TASK TO CARRY OUT:
Every line in the data below from the one containing "filename src/dto/session.rs" down to the one containing "#[derive(Debug, Deserialize, ToSchema, Validate)]", both included, must be retyped exactly; no other line is to appear.

SOURCE RECORDS:
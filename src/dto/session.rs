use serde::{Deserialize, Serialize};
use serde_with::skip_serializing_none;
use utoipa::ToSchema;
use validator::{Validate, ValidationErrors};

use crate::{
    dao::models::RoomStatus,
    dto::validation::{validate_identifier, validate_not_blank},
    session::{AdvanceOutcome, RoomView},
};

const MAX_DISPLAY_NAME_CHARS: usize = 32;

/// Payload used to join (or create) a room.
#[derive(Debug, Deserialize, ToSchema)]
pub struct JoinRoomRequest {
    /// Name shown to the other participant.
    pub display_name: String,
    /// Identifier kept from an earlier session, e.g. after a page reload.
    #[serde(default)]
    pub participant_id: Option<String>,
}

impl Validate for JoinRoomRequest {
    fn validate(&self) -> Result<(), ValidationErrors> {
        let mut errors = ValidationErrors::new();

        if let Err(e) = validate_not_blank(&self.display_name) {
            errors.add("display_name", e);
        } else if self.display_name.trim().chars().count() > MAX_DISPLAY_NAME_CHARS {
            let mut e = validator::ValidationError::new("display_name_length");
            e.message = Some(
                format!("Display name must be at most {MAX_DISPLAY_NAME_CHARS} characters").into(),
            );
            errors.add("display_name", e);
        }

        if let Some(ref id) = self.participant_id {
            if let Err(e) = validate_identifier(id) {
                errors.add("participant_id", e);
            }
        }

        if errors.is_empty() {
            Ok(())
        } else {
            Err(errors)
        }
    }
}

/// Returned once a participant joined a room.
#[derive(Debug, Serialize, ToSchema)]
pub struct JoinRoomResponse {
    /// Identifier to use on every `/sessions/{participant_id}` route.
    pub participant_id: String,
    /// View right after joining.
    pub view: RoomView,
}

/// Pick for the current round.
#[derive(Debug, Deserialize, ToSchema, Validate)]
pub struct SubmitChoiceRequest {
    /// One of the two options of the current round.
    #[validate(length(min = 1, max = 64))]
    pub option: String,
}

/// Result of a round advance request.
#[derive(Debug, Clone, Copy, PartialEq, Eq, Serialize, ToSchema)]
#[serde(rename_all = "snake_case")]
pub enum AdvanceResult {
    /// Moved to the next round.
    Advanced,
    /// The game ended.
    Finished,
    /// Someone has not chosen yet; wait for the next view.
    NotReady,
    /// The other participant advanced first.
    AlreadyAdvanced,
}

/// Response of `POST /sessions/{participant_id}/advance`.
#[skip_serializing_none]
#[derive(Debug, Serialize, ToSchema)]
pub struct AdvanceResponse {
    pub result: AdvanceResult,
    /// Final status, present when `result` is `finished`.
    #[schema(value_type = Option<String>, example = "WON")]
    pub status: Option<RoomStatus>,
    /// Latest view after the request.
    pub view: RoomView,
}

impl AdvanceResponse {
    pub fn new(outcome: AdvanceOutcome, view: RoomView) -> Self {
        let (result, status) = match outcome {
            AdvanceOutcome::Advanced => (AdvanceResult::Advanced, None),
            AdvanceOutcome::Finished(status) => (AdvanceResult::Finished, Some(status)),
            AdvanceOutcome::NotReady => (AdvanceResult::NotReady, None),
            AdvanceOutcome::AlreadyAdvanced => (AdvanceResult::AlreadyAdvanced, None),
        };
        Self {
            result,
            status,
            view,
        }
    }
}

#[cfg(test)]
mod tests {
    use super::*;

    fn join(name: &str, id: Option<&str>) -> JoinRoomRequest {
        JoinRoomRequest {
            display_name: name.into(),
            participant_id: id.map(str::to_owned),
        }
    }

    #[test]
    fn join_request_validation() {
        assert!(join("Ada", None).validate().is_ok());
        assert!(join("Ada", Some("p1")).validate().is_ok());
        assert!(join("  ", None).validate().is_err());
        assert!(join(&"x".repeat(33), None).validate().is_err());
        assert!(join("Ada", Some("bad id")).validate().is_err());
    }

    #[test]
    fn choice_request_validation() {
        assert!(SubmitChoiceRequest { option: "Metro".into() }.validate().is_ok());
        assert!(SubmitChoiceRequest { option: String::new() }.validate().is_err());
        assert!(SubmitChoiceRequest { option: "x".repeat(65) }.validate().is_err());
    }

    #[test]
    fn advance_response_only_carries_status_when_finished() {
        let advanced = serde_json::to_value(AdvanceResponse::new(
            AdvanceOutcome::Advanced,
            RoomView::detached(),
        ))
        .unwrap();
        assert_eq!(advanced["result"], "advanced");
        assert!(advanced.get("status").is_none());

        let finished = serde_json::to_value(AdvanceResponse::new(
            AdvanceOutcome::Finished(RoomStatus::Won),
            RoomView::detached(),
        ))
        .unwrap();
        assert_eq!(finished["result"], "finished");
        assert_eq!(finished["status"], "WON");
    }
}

==

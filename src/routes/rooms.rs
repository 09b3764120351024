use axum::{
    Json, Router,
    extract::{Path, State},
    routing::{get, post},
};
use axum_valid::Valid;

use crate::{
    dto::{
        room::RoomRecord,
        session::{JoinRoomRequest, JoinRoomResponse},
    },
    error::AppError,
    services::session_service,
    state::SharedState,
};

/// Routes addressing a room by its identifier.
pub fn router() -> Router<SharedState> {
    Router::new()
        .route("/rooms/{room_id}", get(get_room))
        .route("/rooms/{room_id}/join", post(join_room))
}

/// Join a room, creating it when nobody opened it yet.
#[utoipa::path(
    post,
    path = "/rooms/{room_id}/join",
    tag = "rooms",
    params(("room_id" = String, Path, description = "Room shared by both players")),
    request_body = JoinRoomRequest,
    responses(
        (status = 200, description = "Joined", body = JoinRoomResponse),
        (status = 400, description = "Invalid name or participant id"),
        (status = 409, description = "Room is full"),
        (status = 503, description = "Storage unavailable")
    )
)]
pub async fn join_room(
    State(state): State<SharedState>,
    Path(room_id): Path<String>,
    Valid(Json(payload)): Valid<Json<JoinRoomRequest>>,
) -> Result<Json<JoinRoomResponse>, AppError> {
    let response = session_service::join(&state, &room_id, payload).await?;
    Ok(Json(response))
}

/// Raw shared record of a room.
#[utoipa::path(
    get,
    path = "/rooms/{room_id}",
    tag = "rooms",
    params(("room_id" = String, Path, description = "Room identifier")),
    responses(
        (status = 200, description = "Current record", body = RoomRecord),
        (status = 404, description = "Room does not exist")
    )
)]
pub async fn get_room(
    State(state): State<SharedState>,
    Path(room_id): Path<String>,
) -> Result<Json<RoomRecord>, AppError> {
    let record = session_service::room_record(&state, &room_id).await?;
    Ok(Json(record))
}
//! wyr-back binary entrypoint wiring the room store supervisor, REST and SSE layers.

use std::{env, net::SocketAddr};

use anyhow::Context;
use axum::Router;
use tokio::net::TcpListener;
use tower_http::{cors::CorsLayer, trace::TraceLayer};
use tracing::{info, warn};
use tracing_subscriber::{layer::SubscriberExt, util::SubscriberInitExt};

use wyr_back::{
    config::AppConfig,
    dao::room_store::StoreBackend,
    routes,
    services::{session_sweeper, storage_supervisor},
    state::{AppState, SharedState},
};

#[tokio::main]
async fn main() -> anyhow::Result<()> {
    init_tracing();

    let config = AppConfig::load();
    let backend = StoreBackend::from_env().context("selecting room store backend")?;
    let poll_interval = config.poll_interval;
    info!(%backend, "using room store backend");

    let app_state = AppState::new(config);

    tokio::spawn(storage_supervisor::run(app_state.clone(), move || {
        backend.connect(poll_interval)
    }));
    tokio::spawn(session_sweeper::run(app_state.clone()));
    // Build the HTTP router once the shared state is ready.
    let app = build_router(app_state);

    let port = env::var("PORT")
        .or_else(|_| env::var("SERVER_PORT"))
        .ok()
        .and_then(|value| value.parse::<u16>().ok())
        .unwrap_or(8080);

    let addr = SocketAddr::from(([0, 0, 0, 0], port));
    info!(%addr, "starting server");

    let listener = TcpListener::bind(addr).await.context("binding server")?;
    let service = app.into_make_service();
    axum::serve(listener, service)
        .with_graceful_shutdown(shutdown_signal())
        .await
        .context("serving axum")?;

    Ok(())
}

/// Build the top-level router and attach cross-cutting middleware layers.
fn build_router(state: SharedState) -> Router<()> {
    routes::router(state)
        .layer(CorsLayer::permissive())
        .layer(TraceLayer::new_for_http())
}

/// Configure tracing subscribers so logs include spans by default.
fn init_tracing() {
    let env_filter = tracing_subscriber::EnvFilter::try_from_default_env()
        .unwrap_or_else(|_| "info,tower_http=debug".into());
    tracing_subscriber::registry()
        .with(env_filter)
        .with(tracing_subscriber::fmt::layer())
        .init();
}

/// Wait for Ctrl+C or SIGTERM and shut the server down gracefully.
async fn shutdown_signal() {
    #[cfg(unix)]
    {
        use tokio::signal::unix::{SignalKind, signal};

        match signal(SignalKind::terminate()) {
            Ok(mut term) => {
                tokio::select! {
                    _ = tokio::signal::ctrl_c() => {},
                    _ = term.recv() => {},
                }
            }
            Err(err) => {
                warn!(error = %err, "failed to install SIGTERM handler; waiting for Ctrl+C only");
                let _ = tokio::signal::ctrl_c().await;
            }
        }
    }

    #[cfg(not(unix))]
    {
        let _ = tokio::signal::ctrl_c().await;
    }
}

ANSWER BELOW:
filename src/dto/session.rs
use serde::{Deserialize, Serialize};
use serde_with::skip_serializing_none;
use utoipa::ToSchema;
use validator::{Validate, ValidationErrors};

use crate::{
    dao::models::RoomStatus,
    dto::validation::{validate_identifier, validate_not_blank},
    session::{AdvanceOutcome, RoomView},
};

const MAX_DISPLAY_NAME_CHARS: usize = 32;

/// Payload used to join (or create) a room.
#[derive(Debug, Deserialize, ToSchema)]
pub struct JoinRoomRequest {
    /// Name shown to the other participant.
    pub display_name: String,
    /// Identifier kept from an earlier session, e.g. after a page reload.
    #[serde(default)]
    pub participant_id: Option<String>,
}

impl Validate for JoinRoomRequest {
    fn validate(&self) -> Result<(), ValidationErrors> {
        let mut errors = ValidationErrors::new();

        if let Err(e) = validate_not_blank(&self.display_name) {
            errors.add("display_name", e);
        } else if self.display_name.trim().chars().count() > MAX_DISPLAY_NAME_CHARS {
            let mut e = validator::ValidationError::new("display_name_length");
            e.message = Some(
                format!("Display name must be at most {MAX_DISPLAY_NAME_CHARS} characters").into(),
            );
            errors.add("display_name", e);
        }

        if let Some(ref id) = self.participant_id {
            if let Err(e) = validate_identifier(id) {
                errors.add("participant_id", e);
            }
        }

        if errors.is_empty() {
            Ok(())
        } else {
            Err(errors)
        }
    }
}

/// Returned once a participant joined a room.
#[derive(Debug, Serialize, ToSchema)]
pub struct JoinRoomResponse {
    /// Identifier to use on every `/sessions/{participant_id}` route.
    pub participant_id: String,
    /// View right after joining.
    pub view: RoomView,
}

/// Pick for the current round.
#[derive(Debug, Deserialize, ToSchema, Validate)]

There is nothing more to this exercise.